*What needs to be done*
Reproduce each entry below in full, exactly as it was given.

*Available data*
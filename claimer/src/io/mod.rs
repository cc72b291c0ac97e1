//! I/O collaborators for the claim engine.

pub mod atomic;
pub mod config;
pub mod driver;
pub mod history;
pub mod ledger;
pub mod notify;
pub mod otp;
pub mod process;
pub mod prompt;
pub mod screenshots;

*Task output*
filename claimer/src/io/mod.rs
repository cc72b291c0ac97e1
//! I/O collaborators for the claim engine.

pub mod atomic;
pub mod config;
pub mod driver;
pub mod history;
pub mod ledger;
pub mod notify;
pub mod otp;
pub mod process;
pub mod prompt;
pub mod screenshots;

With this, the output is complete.